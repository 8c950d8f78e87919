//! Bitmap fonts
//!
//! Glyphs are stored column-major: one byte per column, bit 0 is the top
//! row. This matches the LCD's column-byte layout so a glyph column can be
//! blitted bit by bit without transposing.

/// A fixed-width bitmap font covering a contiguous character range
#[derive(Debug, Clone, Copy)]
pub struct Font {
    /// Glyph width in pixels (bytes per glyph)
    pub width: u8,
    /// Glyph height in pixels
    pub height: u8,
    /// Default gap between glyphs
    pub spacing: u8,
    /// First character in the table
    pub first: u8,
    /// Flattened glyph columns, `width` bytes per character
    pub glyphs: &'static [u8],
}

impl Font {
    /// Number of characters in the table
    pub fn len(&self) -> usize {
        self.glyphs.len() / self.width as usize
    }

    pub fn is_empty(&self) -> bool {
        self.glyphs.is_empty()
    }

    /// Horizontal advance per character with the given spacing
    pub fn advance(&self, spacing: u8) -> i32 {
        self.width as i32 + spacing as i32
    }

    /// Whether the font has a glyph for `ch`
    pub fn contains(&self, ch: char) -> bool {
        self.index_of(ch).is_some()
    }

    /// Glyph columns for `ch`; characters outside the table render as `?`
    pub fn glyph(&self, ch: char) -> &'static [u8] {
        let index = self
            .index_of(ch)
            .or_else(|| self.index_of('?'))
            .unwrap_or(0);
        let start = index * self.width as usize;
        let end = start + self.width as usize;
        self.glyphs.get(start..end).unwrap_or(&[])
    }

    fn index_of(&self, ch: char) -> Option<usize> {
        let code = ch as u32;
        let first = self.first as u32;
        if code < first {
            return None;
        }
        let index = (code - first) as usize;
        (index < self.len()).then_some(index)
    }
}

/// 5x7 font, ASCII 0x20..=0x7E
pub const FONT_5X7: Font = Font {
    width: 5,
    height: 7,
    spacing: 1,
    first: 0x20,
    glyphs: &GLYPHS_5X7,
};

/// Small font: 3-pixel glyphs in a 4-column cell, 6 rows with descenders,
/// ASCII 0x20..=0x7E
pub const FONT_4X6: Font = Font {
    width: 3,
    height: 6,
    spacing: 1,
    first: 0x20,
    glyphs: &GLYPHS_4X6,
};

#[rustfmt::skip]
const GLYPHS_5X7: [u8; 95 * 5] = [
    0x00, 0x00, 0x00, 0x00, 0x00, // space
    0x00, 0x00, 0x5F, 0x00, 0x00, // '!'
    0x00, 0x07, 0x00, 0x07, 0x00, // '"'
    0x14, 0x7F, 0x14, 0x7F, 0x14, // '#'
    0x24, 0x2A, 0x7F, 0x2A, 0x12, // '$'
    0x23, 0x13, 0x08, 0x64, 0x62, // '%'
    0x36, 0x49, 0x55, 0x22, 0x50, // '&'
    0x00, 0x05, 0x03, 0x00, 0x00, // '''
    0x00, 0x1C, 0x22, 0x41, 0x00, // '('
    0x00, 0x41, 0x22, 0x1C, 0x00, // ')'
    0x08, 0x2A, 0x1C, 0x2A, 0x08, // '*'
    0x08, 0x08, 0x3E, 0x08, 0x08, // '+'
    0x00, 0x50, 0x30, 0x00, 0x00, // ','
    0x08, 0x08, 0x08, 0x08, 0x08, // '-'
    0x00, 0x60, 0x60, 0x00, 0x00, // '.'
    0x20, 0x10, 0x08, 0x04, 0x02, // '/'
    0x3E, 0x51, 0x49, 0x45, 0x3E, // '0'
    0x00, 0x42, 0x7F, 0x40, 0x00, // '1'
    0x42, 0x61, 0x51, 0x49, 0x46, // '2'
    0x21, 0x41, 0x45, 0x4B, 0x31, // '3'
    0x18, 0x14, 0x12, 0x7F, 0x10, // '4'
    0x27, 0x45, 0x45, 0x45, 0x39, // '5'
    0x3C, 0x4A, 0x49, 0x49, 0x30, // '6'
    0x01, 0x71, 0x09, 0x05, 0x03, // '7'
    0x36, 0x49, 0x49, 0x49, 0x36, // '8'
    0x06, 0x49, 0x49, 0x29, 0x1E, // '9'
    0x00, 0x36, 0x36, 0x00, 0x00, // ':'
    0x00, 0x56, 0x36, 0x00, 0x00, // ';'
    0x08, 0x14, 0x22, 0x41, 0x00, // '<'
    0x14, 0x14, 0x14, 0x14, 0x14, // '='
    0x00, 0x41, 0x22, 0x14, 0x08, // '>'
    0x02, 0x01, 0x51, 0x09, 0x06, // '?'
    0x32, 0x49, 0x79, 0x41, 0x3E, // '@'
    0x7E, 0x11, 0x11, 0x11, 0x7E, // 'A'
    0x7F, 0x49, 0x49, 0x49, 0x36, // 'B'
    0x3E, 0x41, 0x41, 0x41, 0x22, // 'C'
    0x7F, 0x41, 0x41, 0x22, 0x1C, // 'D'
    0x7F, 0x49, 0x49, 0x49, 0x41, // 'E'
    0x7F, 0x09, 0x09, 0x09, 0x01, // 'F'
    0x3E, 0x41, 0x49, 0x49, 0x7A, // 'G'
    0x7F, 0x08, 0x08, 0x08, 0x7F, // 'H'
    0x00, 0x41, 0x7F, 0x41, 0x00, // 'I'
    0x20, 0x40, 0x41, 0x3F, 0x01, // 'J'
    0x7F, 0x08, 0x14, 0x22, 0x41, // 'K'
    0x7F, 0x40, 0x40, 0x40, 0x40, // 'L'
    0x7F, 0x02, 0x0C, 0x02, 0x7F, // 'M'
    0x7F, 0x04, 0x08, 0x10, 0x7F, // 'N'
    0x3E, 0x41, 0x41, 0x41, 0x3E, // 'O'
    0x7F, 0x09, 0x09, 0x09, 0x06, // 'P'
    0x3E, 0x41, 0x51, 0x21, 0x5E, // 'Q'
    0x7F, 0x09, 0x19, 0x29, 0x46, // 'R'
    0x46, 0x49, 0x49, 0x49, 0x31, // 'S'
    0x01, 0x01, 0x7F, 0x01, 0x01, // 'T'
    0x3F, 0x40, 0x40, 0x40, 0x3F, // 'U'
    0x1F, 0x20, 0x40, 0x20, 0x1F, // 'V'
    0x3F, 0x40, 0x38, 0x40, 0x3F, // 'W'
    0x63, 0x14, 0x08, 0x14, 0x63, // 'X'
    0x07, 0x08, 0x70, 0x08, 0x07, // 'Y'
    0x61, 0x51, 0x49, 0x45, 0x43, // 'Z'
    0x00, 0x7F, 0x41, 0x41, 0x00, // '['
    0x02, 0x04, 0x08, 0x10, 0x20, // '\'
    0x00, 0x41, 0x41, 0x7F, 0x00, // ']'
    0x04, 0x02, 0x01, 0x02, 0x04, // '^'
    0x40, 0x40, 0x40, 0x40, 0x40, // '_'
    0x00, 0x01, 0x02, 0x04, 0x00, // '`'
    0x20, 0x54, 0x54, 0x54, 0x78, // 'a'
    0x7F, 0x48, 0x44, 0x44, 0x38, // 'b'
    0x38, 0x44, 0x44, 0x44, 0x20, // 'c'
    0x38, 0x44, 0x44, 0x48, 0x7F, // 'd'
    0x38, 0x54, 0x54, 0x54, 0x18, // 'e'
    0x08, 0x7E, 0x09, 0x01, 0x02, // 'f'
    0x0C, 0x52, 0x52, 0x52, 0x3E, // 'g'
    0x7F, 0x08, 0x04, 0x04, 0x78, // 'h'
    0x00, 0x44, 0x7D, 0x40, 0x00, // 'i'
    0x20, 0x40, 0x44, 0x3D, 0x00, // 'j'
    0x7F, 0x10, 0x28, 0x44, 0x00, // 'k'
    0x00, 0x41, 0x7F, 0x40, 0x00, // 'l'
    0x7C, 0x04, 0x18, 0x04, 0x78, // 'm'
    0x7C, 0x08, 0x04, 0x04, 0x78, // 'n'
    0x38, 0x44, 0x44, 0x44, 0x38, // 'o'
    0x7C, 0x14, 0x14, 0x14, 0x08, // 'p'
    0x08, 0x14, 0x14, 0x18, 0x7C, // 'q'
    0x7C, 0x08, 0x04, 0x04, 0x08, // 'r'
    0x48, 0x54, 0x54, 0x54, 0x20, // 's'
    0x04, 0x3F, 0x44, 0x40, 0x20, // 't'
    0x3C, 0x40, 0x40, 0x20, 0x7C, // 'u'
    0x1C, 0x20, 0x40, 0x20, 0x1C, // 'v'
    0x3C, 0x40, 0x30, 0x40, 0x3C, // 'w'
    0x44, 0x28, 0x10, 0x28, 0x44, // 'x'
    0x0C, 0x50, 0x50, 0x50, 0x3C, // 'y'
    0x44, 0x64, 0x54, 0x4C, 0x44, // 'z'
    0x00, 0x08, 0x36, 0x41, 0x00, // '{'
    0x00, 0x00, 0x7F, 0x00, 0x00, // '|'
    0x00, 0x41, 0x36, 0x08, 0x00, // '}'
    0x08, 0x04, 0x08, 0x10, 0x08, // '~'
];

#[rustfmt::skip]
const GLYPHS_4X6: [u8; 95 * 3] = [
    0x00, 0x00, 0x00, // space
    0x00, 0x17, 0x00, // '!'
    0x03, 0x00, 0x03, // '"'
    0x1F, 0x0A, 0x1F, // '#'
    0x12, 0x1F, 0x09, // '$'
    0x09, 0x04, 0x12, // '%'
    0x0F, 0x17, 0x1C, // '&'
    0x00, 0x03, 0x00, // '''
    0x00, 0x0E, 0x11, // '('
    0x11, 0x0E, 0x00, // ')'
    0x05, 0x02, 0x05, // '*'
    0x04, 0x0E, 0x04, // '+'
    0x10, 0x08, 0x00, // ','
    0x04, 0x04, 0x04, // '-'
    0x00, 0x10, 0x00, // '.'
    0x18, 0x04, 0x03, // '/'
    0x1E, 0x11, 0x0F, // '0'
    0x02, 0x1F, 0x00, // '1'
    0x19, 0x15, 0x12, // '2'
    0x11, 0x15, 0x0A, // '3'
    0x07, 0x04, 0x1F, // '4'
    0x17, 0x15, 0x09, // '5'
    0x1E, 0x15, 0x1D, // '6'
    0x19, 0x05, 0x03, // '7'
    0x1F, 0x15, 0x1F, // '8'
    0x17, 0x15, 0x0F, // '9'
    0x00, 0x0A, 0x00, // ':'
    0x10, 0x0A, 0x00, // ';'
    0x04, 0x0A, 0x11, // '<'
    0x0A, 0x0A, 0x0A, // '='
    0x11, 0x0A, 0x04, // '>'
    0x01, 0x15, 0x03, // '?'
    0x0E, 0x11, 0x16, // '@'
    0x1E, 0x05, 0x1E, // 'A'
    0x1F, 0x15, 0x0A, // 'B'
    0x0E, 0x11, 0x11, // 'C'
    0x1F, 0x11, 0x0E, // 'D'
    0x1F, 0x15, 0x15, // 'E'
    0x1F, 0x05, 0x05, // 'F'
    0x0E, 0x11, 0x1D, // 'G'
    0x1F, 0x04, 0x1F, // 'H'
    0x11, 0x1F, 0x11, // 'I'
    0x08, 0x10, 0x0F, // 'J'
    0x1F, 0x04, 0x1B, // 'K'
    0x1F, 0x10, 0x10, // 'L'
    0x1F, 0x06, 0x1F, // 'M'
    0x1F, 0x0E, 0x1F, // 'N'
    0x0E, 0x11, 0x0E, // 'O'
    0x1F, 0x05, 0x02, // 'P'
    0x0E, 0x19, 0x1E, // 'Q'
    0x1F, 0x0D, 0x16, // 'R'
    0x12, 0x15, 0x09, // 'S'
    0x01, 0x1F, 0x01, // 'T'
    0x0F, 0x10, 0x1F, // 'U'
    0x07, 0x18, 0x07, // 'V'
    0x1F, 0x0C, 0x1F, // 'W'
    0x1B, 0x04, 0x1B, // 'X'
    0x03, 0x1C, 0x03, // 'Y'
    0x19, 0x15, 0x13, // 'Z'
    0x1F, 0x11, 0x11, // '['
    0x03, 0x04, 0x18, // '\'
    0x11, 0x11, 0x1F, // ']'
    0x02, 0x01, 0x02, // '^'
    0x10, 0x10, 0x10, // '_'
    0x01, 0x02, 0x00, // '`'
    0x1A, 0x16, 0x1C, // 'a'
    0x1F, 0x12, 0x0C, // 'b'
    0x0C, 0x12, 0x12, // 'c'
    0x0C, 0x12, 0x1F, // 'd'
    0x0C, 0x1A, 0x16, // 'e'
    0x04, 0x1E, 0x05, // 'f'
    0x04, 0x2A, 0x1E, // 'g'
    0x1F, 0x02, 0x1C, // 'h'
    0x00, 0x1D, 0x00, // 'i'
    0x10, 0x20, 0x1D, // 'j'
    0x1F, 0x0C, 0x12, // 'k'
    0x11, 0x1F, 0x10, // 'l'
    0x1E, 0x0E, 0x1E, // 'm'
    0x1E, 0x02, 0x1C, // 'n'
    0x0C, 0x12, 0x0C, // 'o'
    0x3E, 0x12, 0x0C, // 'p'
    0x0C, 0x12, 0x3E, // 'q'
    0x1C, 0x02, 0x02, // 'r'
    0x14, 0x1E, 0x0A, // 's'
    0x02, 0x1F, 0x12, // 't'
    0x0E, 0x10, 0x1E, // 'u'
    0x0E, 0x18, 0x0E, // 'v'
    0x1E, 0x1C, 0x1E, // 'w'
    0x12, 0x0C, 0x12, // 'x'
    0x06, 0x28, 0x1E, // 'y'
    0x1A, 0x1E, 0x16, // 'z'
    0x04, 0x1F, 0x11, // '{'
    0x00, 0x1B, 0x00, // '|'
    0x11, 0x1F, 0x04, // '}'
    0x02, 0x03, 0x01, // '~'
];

____

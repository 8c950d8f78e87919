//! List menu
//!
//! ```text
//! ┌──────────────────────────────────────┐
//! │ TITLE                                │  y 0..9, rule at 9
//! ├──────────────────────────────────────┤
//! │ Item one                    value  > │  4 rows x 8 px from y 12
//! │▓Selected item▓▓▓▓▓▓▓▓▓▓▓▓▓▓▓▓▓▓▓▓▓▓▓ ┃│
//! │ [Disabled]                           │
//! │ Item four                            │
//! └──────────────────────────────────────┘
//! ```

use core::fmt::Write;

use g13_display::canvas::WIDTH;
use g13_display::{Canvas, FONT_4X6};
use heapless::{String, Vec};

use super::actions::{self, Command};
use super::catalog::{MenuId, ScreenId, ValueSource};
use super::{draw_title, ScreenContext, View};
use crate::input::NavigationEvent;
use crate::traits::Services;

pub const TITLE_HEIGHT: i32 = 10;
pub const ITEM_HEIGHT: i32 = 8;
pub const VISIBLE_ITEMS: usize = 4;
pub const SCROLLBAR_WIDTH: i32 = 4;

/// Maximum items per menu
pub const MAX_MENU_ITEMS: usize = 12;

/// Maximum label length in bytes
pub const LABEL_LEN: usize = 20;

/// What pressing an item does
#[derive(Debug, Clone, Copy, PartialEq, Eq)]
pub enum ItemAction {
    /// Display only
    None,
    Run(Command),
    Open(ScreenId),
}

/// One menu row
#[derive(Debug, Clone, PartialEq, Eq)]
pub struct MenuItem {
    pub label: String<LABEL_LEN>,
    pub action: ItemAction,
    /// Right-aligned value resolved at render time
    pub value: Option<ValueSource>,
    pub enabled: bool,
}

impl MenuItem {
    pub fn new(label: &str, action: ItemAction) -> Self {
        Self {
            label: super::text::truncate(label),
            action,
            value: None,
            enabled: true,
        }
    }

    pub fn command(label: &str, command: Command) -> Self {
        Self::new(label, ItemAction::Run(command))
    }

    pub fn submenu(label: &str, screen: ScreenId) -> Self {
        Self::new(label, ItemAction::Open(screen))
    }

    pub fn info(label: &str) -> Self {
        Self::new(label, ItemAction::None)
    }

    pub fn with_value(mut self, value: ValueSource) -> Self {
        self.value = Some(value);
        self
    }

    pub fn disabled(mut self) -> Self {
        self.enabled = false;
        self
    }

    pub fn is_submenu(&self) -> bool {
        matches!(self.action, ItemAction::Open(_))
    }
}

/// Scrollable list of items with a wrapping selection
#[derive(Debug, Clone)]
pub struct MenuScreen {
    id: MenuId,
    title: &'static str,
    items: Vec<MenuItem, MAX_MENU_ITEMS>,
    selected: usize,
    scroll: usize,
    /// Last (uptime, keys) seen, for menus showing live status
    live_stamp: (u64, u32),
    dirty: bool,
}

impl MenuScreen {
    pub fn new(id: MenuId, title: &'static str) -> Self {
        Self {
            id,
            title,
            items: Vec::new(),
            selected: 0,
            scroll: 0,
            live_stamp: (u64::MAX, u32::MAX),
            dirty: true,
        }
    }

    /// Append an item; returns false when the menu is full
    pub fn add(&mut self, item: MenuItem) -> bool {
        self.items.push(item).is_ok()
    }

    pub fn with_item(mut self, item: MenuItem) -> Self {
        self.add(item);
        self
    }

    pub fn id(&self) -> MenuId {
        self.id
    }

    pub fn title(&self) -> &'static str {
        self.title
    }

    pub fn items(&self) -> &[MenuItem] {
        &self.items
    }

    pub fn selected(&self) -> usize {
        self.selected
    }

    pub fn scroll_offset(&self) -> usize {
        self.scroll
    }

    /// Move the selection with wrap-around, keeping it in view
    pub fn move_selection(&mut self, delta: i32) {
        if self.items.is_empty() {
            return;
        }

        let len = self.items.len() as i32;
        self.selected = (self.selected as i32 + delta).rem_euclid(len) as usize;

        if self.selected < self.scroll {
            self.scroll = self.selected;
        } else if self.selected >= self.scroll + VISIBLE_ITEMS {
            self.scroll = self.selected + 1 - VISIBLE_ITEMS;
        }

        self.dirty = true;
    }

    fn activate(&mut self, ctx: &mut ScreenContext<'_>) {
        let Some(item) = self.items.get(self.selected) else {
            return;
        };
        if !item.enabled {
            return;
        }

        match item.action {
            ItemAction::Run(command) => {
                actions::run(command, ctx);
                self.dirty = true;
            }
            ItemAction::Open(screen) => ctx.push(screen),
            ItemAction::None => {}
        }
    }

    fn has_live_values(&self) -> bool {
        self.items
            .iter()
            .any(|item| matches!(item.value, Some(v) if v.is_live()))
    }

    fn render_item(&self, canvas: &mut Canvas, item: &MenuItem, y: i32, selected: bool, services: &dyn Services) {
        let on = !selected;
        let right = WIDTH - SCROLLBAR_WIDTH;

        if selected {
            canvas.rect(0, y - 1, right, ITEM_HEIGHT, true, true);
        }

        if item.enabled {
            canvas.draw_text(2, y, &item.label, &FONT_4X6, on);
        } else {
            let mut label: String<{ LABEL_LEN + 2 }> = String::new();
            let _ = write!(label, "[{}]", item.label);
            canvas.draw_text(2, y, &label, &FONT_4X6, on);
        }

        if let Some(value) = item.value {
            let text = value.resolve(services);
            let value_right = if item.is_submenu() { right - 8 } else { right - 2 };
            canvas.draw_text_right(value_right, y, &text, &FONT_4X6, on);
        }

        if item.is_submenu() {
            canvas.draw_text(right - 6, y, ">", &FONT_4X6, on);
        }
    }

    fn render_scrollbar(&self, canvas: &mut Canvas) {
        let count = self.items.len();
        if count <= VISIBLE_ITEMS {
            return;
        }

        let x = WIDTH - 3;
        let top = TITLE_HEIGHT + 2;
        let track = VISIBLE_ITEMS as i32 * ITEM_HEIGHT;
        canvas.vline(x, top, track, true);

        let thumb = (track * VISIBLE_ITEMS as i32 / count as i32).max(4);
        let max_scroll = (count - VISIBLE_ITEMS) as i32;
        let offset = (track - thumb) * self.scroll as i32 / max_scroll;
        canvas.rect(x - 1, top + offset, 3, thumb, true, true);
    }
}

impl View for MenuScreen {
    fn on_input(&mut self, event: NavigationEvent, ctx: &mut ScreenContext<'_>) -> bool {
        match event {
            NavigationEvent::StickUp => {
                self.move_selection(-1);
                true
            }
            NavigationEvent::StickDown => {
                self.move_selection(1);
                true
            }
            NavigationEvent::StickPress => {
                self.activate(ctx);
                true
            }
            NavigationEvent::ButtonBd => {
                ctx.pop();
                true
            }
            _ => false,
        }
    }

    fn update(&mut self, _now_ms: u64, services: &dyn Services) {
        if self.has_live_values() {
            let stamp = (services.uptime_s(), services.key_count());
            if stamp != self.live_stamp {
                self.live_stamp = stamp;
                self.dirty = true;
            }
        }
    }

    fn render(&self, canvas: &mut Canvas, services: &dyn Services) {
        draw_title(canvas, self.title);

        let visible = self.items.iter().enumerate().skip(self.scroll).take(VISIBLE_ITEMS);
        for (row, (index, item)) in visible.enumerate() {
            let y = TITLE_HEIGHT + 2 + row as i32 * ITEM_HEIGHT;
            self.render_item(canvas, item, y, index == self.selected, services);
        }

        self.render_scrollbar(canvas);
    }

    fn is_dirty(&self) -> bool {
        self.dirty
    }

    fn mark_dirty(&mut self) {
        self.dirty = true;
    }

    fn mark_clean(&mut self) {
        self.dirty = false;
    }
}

____

- _The task_: Set down, unchanged, only those lines above that fall between the line with "0x7F, 0x04, 0x08, 0x10, 0x7F, // 'N'" and the line with "0x00, 0x41, 0x36, 0x08, 0x00, //", the two end lines included.

- _Result_:
    0x7F, 0x04, 0x08, 0x10, 0x7F, // 'N'
    0x3E, 0x41, 0x41, 0x41, 0x3E, // 'O'
    0x7F, 0x09, 0x09, 0x09, 0x06, // 'P'
    0x3E, 0x41, 0x51, 0x21, 0x5E, // 'Q'
    0x7F, 0x09, 0x19, 0x29, 0x46, // 'R'
    0x46, 0x49, 0x49, 0x49, 0x31, // 'S'
    0x01, 0x01, 0x7F, 0x01, 0x01, // 'T'
    0x3F, 0x40, 0x40, 0x40, 0x3F, // 'U'
    0x1F, 0x20, 0x40, 0x20, 0x1F, // 'V'
    0x3F, 0x40, 0x38, 0x40, 0x3F, // 'W'
    0x63, 0x14, 0x08, 0x14, 0x63, // 'X'
    0x07, 0x08, 0x70, 0x08, 0x07, // 'Y'
    0x61, 0x51, 0x49, 0x45, 0x43, // 'Z'
    0x00, 0x7F, 0x41, 0x41, 0x00, // '['
    0x02, 0x04, 0x08, 0x10, 0x20, // '\'
    0x00, 0x41, 0x41, 0x7F, 0x00, // ']'
    0x04, 0x02, 0x01, 0x02, 0x04, // '^'
    0x40, 0x40, 0x40, 0x40, 0x40, // '_'
    0x00, 0x01, 0x02, 0x04, 0x00, // '`'
    0x20, 0x54, 0x54, 0x54, 0x78, // 'a'
    0x7F, 0x48, 0x44, 0x44, 0x38, // 'b'
    0x38, 0x44, 0x44, 0x44, 0x20, // 'c'
    0x38, 0x44, 0x44, 0x48, 0x7F, // 'd'
    0x38, 0x54, 0x54, 0x54, 0x18, // 'e'
    0x08, 0x7E, 0x09, 0x01, 0x02, // 'f'
    0x0C, 0x52, 0x52, 0x52, 0x3E, // 'g'
    0x7F, 0x08, 0x04, 0x04, 0x78, // 'h'
    0x00, 0x44, 0x7D, 0x40, 0x00, // 'i'
    0x20, 0x40, 0x44, 0x3D, 0x00, // 'j'
    0x7F, 0x10, 0x28, 0x44, 0x00, // 'k'
    0x00, 0x41, 0x7F, 0x40, 0x00, // 'l'
    0x7C, 0x04, 0x18, 0x04, 0x78, // 'm'
    0x7C, 0x08, 0x04, 0x04, 0x78, // 'n'
    0x38, 0x44, 0x44, 0x44, 0x38, // 'o'
    0x7C, 0x14, 0x14, 0x14, 0x08, // 'p'
    0x08, 0x14, 0x14, 0x18, 0x7C, // 'q'
    0x7C, 0x08, 0x04, 0x04, 0x08, // 'r'
    0x48, 0x54, 0x54, 0x54, 0x20, // 's'
    0x04, 0x3F, 0x44, 0x40, 0x20, // 't'
    0x3C, 0x40, 0x40, 0x20, 0x7C, // 'u'
    0x1C, 0x20, 0x40, 0x20, 0x1C, // 'v'
    0x3C, 0x40, 0x30, 0x40, 0x3C, // 'w'
    0x44, 0x28, 0x10, 0x28, 0x44, // 'x'
    0x0C, 0x50, 0x50, 0x50, 0x3C, // 'y'
    0x44, 0x64, 0x54, 0x4C, 0x44, // 'z'
    0x00, 0x08, 0x36, 0x41, 0x00, // '{'
    0x00, 0x00, 0x7F, 0x00, 0x00, // '|'
    0x00, 0x41, 0x36, 0x08, 0x00, // '}'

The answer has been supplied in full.